For instance, the union will say that the number of classes with four or more students entitled to an Individual Education Plan (alternatively known as special needs) has grown from 9,559 in 2006-07 to 16,163 in 2013-14. Within that number, there are 3,800 with seven or more. On the surface, that looks deplorable.

But the government says, wait: The clumping together of students with IEPs is intentional. Rather than have educational assistants spread out over a number of classes to help these students, it was determined that a far more efficient method of dealing with this challenge was to group more of the kids together.

And there is evidence that would suggest this is what the government is doing. The number of classes in B.C. with three special needs students or fewer in them has gone from 56,305 in 2005-06 to 51,857 in the current school year – a drop of 4,448.

The government makes some other points.

Since 2001, funding for special needs students has increased more than 60 per cent. Also, over that same period there has been a 36-per-cent increase in educational assistants. (They provide teachers help with instruction, career programs and special needs tutoring among other things). Meantime, the total number of classes with assigned educational assistants has also increased by 60 per cent from 2005-06 to this school year, the government says.

But not all of them are in the classroom full-time, the union counters.

The union wants to go back to the system that existed at the beginning of the last decade, when there was a strict formula that set out how many special needs students there can be in any one class. (Mostly no more than two.)The government, which abandoned this policy when it ripped up the union contract in 2001, says that is a backwards way of doing things. Today, educational assistants and special needs students are assigned and grouped together based on consultations with teachers, principals and district staff.

Money from the government’s Learning Improvement Fund is used to deal with the demands this area of the education system produces. Next year, there will be $75-million in the fund, which will be used in part to hire more education assistants. Again, this is something that could perhaps be sweetened in the name of getting a deal done.
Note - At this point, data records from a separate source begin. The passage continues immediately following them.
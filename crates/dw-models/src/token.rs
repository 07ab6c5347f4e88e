//! Token, exchange and chain records.

use crate::status::ChainStatus;
use serde::{Deserialize, Serialize};
use std::collections::HashMap;

/// One deposit/withdraw path for a token on one exchange.
///
/// `chain` keeps the exchange's own network naming; it is not normalized
/// across exchanges. Unknown text fields are empty strings, never omitted.
#[derive(Debug, Clone, PartialEq, Eq, Serialize, Deserialize)]
pub struct ChainEntry {
  pub chain: String,
  pub deposit_status: ChainStatus,
  pub withdraw_status: ChainStatus,
  pub contract_address: String,
  pub min_withdraw: String,
  pub withdraw_fee: String,
}

impl ChainEntry {
  /// A chain with both directions closed and no metadata.
  pub fn closed(chain: impl Into<String>) -> Self {
    Self {
      chain: chain.into(),
      deposit_status: ChainStatus::Closed,
      withdraw_status: ChainStatus::Closed,
      contract_address: String::new(),
      min_withdraw: String::new(),
      withdraw_fee: String::new(),
    }
  }
}

/// One exchange's presence for a token; chains keep API response order.
#[derive(Debug, Clone, PartialEq, Eq, Serialize, Deserialize)]
pub struct ExchangeEntry {
  pub name: String,
  pub chains: Vec<ChainEntry>,
}

impl ExchangeEntry {
  pub fn new(name: impl Into<String>) -> Self {
    Self { name: name.into(), chains: Vec::new() }
  }
}

#[derive(Debug, Clone, PartialEq, Eq, Serialize, Deserialize)]
pub struct TokenRecord {
  pub symbol: String,
  pub name: String,
  pub exchanges: Vec<ExchangeEntry>,
}

impl TokenRecord {
  /// New record; an empty display name falls back to the symbol.
  pub fn new(symbol: impl Into<String>, name: impl Into<String>) -> Self {
    let symbol = symbol.into();
    let name = name.into();
    let name = if name.is_empty() { symbol.clone() } else { name };
    Self { symbol, name, exchanges: Vec::new() }
  }

  pub fn chain_count(&self) -> usize {
    self.exchanges.iter().map(|e| e.chains.len()).sum()
  }
}

/// Insertion-ordered collection of token records keyed by symbol.
///
/// Symbols are matched exactly (case-sensitive). The first time a symbol is
/// seen fixes its position in the output.
#[derive(Debug, Default, Clone)]
pub struct TokenSet {
  tokens: Vec<TokenRecord>,
  index: HashMap<String, usize>,
}

impl TokenSet {
  pub fn new() -> Self {
    Self::default()
  }

  /// Look up `symbol`, creating it with `name` (symbol fallback) if absent.
  pub fn token_mut(&mut self, symbol: &str, name: &str) -> &mut TokenRecord {
    let idx = match self.index.get(symbol) {
      Some(idx) => *idx,
      None => {
        self.tokens.push(TokenRecord::new(symbol, name));
        let idx = self.tokens.len() - 1;
        self.index.insert(symbol.to_string(), idx);
        idx
      }
    };
    &mut self.tokens[idx]
  }

  /// Append a complete exchange entry under `symbol` without merging it into
  /// entries already present for the same exchange.
  pub fn push_exchange(&mut self, symbol: &str, name: &str, entry: ExchangeEntry) {
    self.token_mut(symbol, name).exchanges.push(entry);
  }

  /// Append a chain to the single entry `exchange` owns under `symbol`,
  /// creating that entry on first use.
  pub fn push_chain(&mut self, symbol: &str, name: &str, exchange: &str, chain: ChainEntry) {
    let token = self.token_mut(symbol, name);
    match token.exchanges.iter_mut().find(|e| e.name == exchange) {
      Some(entry) => entry.chains.push(chain),
      None => {
        let mut entry = ExchangeEntry::new(exchange);
        entry.chains.push(chain);
        token.exchanges.push(entry);
      }
    }
  }

  /// Fold another source's record in: its exchange entries are appended
  /// verbatim and the first non-empty display name wins.
  pub fn absorb(&mut self, record: TokenRecord) {
    match self.index.get(&record.symbol) {
      Some(idx) => {
        let token = &mut self.tokens[*idx];
        if token.name.is_empty() && !record.name.is_empty() {
          token.name = record.name;
        }
        token.exchanges.extend(record.exchanges);
      }
      None => {
        self.index.insert(record.symbol.clone(), self.tokens.len());
        self.tokens.push(record);
      }
    }
  }

  pub fn get(&self, symbol: &str) -> Option<&TokenRecord> {
    self.index.get(symbol).map(|idx| &self.tokens[*idx])
  }

  pub fn len(&self) -> usize {
    self.tokens.len()
  }

  pub fn is_empty(&self) -> bool {
    self.tokens.is_empty()
  }

  pub fn into_vec(self) -> Vec<TokenRecord> {
    self.tokens
  }
}
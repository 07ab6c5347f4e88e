pub mod collect;
pub mod query;
pub mod run;

use anyhow::Result;
use dw_collectors::{JsonFileStore, SnapshotStore};
use dw_core::Config;
use dw_models::Snapshot;

/// Load the persisted snapshot, failing if no cycle has completed yet.
pub async fn load_snapshot(config: &Config) -> Result<Snapshot> {
  let path = config.snapshot_path();
  JsonFileStore::new(&path)
    .load()
    .await?
    .ok_or_else(|| anyhow::anyhow!("No snapshot at {}; run `dw collect` first", path.display()))
}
Two other points the government makes: Since adopting the new system of dealing with class size and composition, student outcomes in B.C. are better and more kids are completing high school than ever before.

Like so much about this oft-visited battle between the government and the province’s teachers’ union, it really comes down to whom you want to believe. It is a task made more difficult by the fact both sides can easily twist the numbers to suit their position.